Start of Block

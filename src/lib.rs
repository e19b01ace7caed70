//! skystep — guided tutorial sequencer for drone flight training.
//!
//! The core is a task sequencing state machine ([`sequencer::TaskSequencer`])
//! that walks a learner through an ordered list of skill checks, advancing only
//! once each task's completion condition holds, plus a cyclic checkpoint
//! traversal validator ([`course::CheckpointCourse`]) backing the course-flying
//! tasks. Completion conditions are named predicates over a per-tick telemetry
//! snapshot ([`conditions::ConditionLibrary`]).
//!
//! The host simulation feeds ticks and events in; the sequencer publishes
//! [`sequencer::Notification`]s out. Everything else in the crate (config,
//! terminal UI, scripted demo flight) is wiring around that core.

pub mod cli;
pub mod conditions;
pub mod config;
pub mod course;
pub mod error;
pub mod runner;
pub mod script;
pub mod sequencer;
pub mod telemetry;
pub mod ui;
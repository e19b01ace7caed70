//! Tutorial configuration loaded from `skystep.toml`.
//!
//! The [`TutorialConfig`] struct holds every configurable parameter; fields
//! missing from the file fall back to the stock drone tutorial. The
//! `SKYSTEP_SETTLE_MS` environment variable takes precedence over the file
//! for the settle delay.

use std::collections::BTreeMap;
use std::path::Path;
use std::time::Duration;

use serde::Deserialize;

use crate::conditions::ConditionLibrary;
use crate::course::CheckpointCourse;
use crate::error::SkystepError;
use crate::sequencer::{TaskDefinition, TaskSequencer};

/// Top-level configuration for a tutorial run.
#[derive(Debug, Clone, Deserialize)]
pub struct TutorialConfig {
    /// Settle delay after a task's condition is satisfied, in milliseconds.
    #[serde(default = "default_settle_ms")]
    pub settle_ms: u64,

    /// Simulation tick interval in milliseconds.
    #[serde(default = "default_tick_ms")]
    pub tick_ms: u64,

    /// Ordered task sequence.
    #[serde(default = "default_tasks")]
    pub tasks: Vec<TaskDefinition>,

    /// Checkpoint courses by name: number of gates in each.
    #[serde(default = "default_courses")]
    pub courses: BTreeMap<String, usize>,

    /// Event names that complete tasks but are not course laps.
    #[serde(default = "default_signal_events")]
    pub signal_events: Vec<String>,
}

// User-feedback pause between task completion and the next instruction: 2s.
fn default_settle_ms() -> u64 {
    2000
}

fn default_tick_ms() -> u64 {
    50
}

// The stock 11-task drone tutorial.
fn default_tasks() -> Vec<TaskDefinition> {
    vec![
        TaskDefinition::polled("Arm the drone", "armed"),
        TaskDefinition::polled("Push the throttle up to ascend", "ascending"),
        TaskDefinition::polled("Ease the throttle down to descend", "descending"),
        TaskDefinition::polled("Pitch forward or back with the right stick", "pitching"),
        TaskDefinition::polled("Roll left or right with the right stick", "rolling"),
        TaskDefinition::polled("Rotate the drone with the yaw stick", "yawing"),
        TaskDefinition::event("Press 7 to enter gimbal mode", "gimbal_mode"),
        TaskDefinition::event("Fly through the track course gates in order", "track"),
        TaskDefinition::event("Fly the square course", "square"),
        TaskDefinition::polled("Land on the landing pad", "landed"),
        TaskDefinition::polled("Disarm the drone", "disarmed"),
    ]
}

fn default_courses() -> BTreeMap<String, usize> {
    BTreeMap::from([("track".to_string(), 6), ("square".to_string(), 4)])
}

fn default_signal_events() -> Vec<String> {
    vec!["gimbal_mode".to_string()]
}

impl Default for TutorialConfig {
    fn default() -> Self {
        Self {
            settle_ms: default_settle_ms(),
            tick_ms: default_tick_ms(),
            tasks: default_tasks(),
            courses: default_courses(),
            signal_events: default_signal_events(),
        }
    }
}

impl TutorialConfig {
    /// Load the configuration from `skystep.toml` in the current directory,
    /// falling back to defaults when the file does not exist.
    pub fn load() -> Result<Self, SkystepError> {
        let path = Path::new("skystep.toml");
        let mut config = if path.exists() {
            Self::from_path(path)?
        } else {
            Self::default()
        };

        // Environment variable takes precedence over the file.
        if let Ok(value) = std::env::var("SKYSTEP_SETTLE_MS")
            && let Ok(ms) = value.parse::<u64>()
        {
            config.settle_ms = ms;
        }

        Ok(config)
    }

    pub fn from_path(path: &Path) -> Result<Self, SkystepError> {
        let contents = std::fs::read_to_string(path)?;
        Ok(toml::from_str(&contents)?)
    }

    pub fn settle(&self) -> Duration {
        Duration::from_millis(self.settle_ms)
    }

    pub fn tick(&self) -> Duration {
        Duration::from_millis(self.tick_ms)
    }

    /// Build the sequencer this configuration describes, validating the task
    /// list against `library` and constructing the checkpoint courses.
    pub fn build_sequencer(
        &self,
        library: &ConditionLibrary,
    ) -> Result<TaskSequencer, SkystepError> {
        if self.tick_ms == 0 {
            return Err(SkystepError::Config("tick_ms must be positive".into()));
        }
        let mut courses = BTreeMap::new();
        for (name, gates) in &self.courses {
            let course = CheckpointCourse::new(*gates).map_err(|e| {
                SkystepError::Config(format!("course `{name}`: {e}"))
            })?;
            courses.insert(name.clone(), course);
        }
        TaskSequencer::new(
            self.tasks.clone(),
            library,
            courses,
            &self.signal_events,
            self.settle(),
        )
    }
}
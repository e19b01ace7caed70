//! Registry of named completion predicates.
//!
//! A predicate is a pure function of the current telemetry and signals; the
//! sequencer may evaluate it on every tick without affecting the outcome.
//! The built-in set covers the stock drone tutorial; hosts can register their
//! own predicates for custom task lists.

use std::collections::BTreeMap;

use crate::telemetry::{Signals, TelemetrySnapshot};

/// Stick deflection below this magnitude counts as at-rest.
pub const STICK_THRESHOLD: f32 = 0.1;

/// A named completion check. Must be stateless and side-effect-free.
pub type Predicate = fn(&TelemetrySnapshot, &Signals) -> bool;

/// Maps condition names to predicates.
pub struct ConditionLibrary {
    predicates: BTreeMap<String, Predicate>,
}

impl Default for ConditionLibrary {
    /// Library pre-populated with the built-in drone tutorial predicates.
    fn default() -> Self {
        let mut lib = Self::empty();
        lib.register("armed", |snap, _| snap.powered_on);
        lib.register("disarmed", |snap, _| !snap.powered_on);
        lib.register("ascending", |snap, _| snap.vertical > STICK_THRESHOLD);
        lib.register("descending", |snap, _| snap.vertical < -STICK_THRESHOLD);
        lib.register("pitching", |snap, _| snap.pitch.abs() > STICK_THRESHOLD);
        lib.register("rolling", |snap, _| snap.roll.abs() > STICK_THRESHOLD);
        lib.register("yawing", |snap, _| snap.yaw.abs() > STICK_THRESHOLD);
        lib.register("landed", |snap, sig| {
            snap.grounded && sig.landing_pad_occupied
        });
        lib.register("gimbal_mode", |_, sig| sig.gimbal_mode);
        lib
    }
}

impl ConditionLibrary {
    /// Library with no predicates registered.
    pub fn empty() -> Self {
        Self {
            predicates: BTreeMap::new(),
        }
    }

    /// Register a predicate under `name`, replacing any previous entry.
    pub fn register(&mut self, name: &str, predicate: Predicate) {
        self.predicates.insert(name.to_string(), predicate);
    }

    pub fn get(&self, name: &str) -> Option<Predicate> {
        self.predicates.get(name).copied()
    }

    pub fn contains(&self, name: &str) -> bool {
        self.predicates.contains_key(name)
    }

    /// Registered predicate names in sorted order.
    pub fn names(&self) -> impl Iterator<Item = &str> {
        self.predicates.keys().map(String::as_str)
    }
}

#[cfg(test)]
mod tests {
    use super::*;

    fn snap() -> TelemetrySnapshot {
        TelemetrySnapshot::default()
    }

    #[test]
    fn builtin_arming_predicates() {
        let lib = ConditionLibrary::default();
        let armed = lib.get("armed").unwrap();
        let disarmed = lib.get("disarmed").unwrap();

        let mut s = snap();
        assert!(!armed(&s, &Signals::default()));
        assert!(disarmed(&s, &Signals::default()));

        s.powered_on = true;
        assert!(armed(&s, &Signals::default()));
        assert!(!disarmed(&s, &Signals::default()));
    }

    #[test]
    fn stick_predicates_respect_threshold() {
        let lib = ConditionLibrary::default();
        let ascending = lib.get("ascending").unwrap();
        let descending = lib.get("descending").unwrap();
        let pitching = lib.get("pitching").unwrap();
        let rolling = lib.get("rolling").unwrap();
        let yawing = lib.get("yawing").unwrap();
        let sig = Signals::default();

        let mut s = snap();
        s.vertical = 0.05;
        assert!(!ascending(&s, &sig));
        s.vertical = 0.2;
        assert!(ascending(&s, &sig));
        s.vertical = -0.2;
        assert!(descending(&s, &sig));

        s.pitch = -0.5;
        assert!(pitching(&s, &sig));
        s.roll = 0.15;
        assert!(rolling(&s, &sig));
        s.yaw = -0.11;
        assert!(yawing(&s, &sig));
    }

    #[test]
    fn landed_requires_ground_and_pad() {
        let lib = ConditionLibrary::default();
        let landed = lib.get("landed").unwrap();

        let mut s = snap();
        let mut sig = Signals::default();
        assert!(!landed(&s, &sig));

        s.grounded = true;
        assert!(!landed(&s, &sig));

        sig.landing_pad_occupied = true;
        assert!(landed(&s, &sig));
    }

    #[test]
    fn predicates_are_idempotent() {
        let lib = ConditionLibrary::default();
        let armed = lib.get("armed").unwrap();
        let mut s = snap();
        s.powered_on = true;
        let sig = Signals::default();
        for _ in 0..100 {
            assert!(armed(&s, &sig));
        }
    }

    #[test]
    fn custom_predicate_registration() {
        let mut lib = ConditionLibrary::empty();
        assert!(!lib.contains("inverted"));
        lib.register("inverted", |snap, _| snap.roll.abs() > 0.9);
        assert!(lib.contains("inverted"));

        let mut s = snap();
        s.roll = -0.95;
        assert!(lib.get("inverted").unwrap()(&s, &Signals::default()));
    }

    #[test]
    fn names_are_sorted() {
        let lib = ConditionLibrary::default();
        let names: Vec<_> = lib.names().collect();
        let mut sorted = names.clone();
        sorted.sort_unstable();
        assert_eq!(names, sorted);
        assert!(names.contains(&"gimbal_mode"));
    }
}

End of Block

> Task:
Your output should consist solely of the lines from the beginning of the entries through the line containing "checks, advancing only", reproduced exactly.

> Solved problem:
filename src/lib.rs
repository e19b01ace7caed70
//! skystep — guided tutorial sequencer for drone flight training.
//!
//! The core is a task sequencing state machine ([`sequencer::TaskSequencer`])
//! that walks a learner through an ordered list of skill checks, advancing only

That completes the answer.